We measure the functional consistency for the proteins in the conserved complexes by computing the mean normalized entropy (MNE) [7, 10] scores. We use the high-level GO term set *F* to annotate each protein in a conserved complex *R*_{i}. The union of GO terms used for *R*_{i} is *F*_{i}={*f*_{1},*f*_{2},...,*f*_{d}}. The normalized entropy (NE) of *R*_{i} is computed as

$$ \textup{NE}(R_{i}) = \textup{NE}(p_{1}, p_{2},..., p_{d}) = -\frac{1}{\textup{log}(d)} \sum_{j} p_{j} \cdot \textup{log}\left(p_{j} \right), $$

(12)

where *p*_{i} is the fraction of *R*_{i} with respect to the GO term *f*_{i}. The MNE is the mean value over all NE (*R*_{i}). For the coverage, we simply count the number of proteins in all conserved complexes, each of which consists of at least three proteins from each network.

### Parameter selection for each method

Among the tested algorithms, ClusterM and NetworkBLAST-M have only a single tuning parameter, while NetworkBLAST and MaWISh have 5 and 7 tuning parameters, respectively.
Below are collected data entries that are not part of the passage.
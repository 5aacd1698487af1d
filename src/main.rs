// SPDX-License-Identifier: BSD-3-Clause
// Copyright (c) 2026 Aleksandr Ptakhin

use anyhow::{Context, Result};
use clap::{Parser, Subcommand};
use keyword_agent::app::{create_router, AppSettings, AppState, VERSION};
use keyword_agent::models::check::CheckResponse;
use keyword_agent::models::config::{parse_keywords, CheckRequest};
use keyword_agent::services::check::CheckRunner;
use keyword_agent::services::config_store::{ConfigLoader, ConfigStore, DEFAULT_CONFIG_PATH};
use keyword_agent::services::fetcher::HttpFetcher;
use keyword_agent::services::logging::{display_email, init_tracing};
use keyword_agent::services::notifier::SmtpNotifier;
use std::net::SocketAddr;
use std::path::PathBuf;
use std::process::ExitCode;
use std::sync::Arc;

#[derive(Debug, Parser)]
#[command(name = "keyword-agent", version = VERSION, about = "Watch a webpage for keywords and email an alert")]
struct Cli {
    /// Path to the persisted URL/keyword config
    #[arg(long, global = true, env = "CONFIG_FILE", default_value = DEFAULT_CONFIG_PATH)]
    config: PathBuf,

    /// Address the HTTP API listens on
    #[arg(long, global = true, env = "BIND_ADDR", default_value = "0.0.0.0:5000")]
    bind: SocketAddr,

    #[command(subcommand)]
    command: Option<Command>,
}

#[derive(Debug, Subcommand)]
enum Command {
    /// Serve the HTTP API (default)
    Serve,
    /// Run a single check and exit; meant for cron
    Check {
        /// Check this URL instead of the configured one
        #[arg(long)]
        url: Option<String>,
        /// Comma separated keywords overriding the configured ones
        #[arg(long)]
        keywords: Option<String>,
        /// Print the JSON response instead of a summary
        #[arg(long)]
        json: bool,
    },
}

fn build_state(config_path: PathBuf, settings: AppSettings) -> Result<AppState> {
    let fetcher = HttpFetcher::new(&settings.user_agent, settings.fetch_timeout)
        .context("Failed to build HTTP client")?;
    let notifier = SmtpNotifier::new(settings.smtp.clone());

    if settings.overrides.email_configured() {
        tracing::info!(
            sender = %display_email(&settings.overrides.sender_email),
            receiver = %display_email(&settings.overrides.receiver_email),
            "Email notifications configured"
        );
    } else {
        tracing::warn!("Email configuration incomplete - checks will fail until it is set");
    }

    Ok(AppState {
        loader: Arc::new(ConfigLoader::new(
            ConfigStore::new(config_path),
            settings.overrides,
        )),
        runner: CheckRunner::new(Arc::new(fetcher), Arc::new(notifier)),
        check_token_hash: settings.check_token_hash,
    })
}

async fn serve(state: AppState, bind: SocketAddr) -> Result<()> {
    if state.check_token_hash.is_none() {
        tracing::warn!("CHECK_TOKEN not set - /check and POST /config will refuse requests");
    }

    let app = create_router(state);
    let listener = tokio::net::TcpListener::bind(bind)
        .await
        .with_context(|| format!("Failed to bind {}", bind))?;

    tracing::info!("keyword-agent v{} listening on {}", VERSION, bind);
    axum::serve(listener, app).await.context("Server error")?;
    Ok(())
}

async fn check_once(state: AppState, request: CheckRequest, json: bool) -> Result<bool> {
    let result = state.runner.check_now(&state.loader, &request).await;

    if json {
        let response = CheckResponse::from(&result);
        println!("{}", serde_json::to_string_pretty(&response)?);
    } else {
        println!("{}", result.summary());
    }
    Ok(result.success)
}

#[tokio::main]
async fn main() -> Result<ExitCode> {
    dotenv::dotenv().ok();
    let cli = Cli::parse();
    init_tracing();

    let settings = AppSettings::from_env()?;
    let state = build_state(cli.config, settings)?;

    match cli.command.unwrap_or(Command::Serve) {
        Command::Serve => {
            serve(state, cli.bind).await?;
        }
        Command::Check {
            url,
            keywords,
            json,
        } => {
            let request = CheckRequest {
                url,
                keywords: keywords.as_deref().map(parse_keywords),
            };
            if !check_once(state, request, json).await? {
                return Ok(ExitCode::FAILURE);
            }
        }
    }

    Ok(ExitCode::SUCCESS)
}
In order to obtain the best performing parameters for fair comparison of the selected algorithms, we have selected the best performing parameter(s) for each algorithm by grid search. Within at most *N* combinations of *k* parameters (*p*_{1},*p*_{2},...,*p*_{k}), we sample \(n=\left \lfloor \sqrt [k]{N} \right \rfloor \) values for each parameter. The sample values are uniformly distributed between [*m**i**n*_{i},*m**a**x*_{i}] for each parameter *p*_{i}. For all the competing algorithms, we set *N*=100 and report the results with the best performing parameters.

### Implementation details

The MATLAB code and all used data are available at http://www.ece.tamu.edu/~xqian/ClusterM/. ClusterM is computationally efficient for handling multiple genome-scale PPI networks from different species. The memory consumption of ClusterM depends on the size of the subnetworks to be identified and the runtime of ClusterM can be significantly reduced by parallelization. It takes about 40 minutes for ClusterM to handle four PPI networks in IntActPPIs with 50,876 proteins in total on a laptop computer (16 GB memory and Intel i7 2.9 GHz cpu) with 2-core parallelization.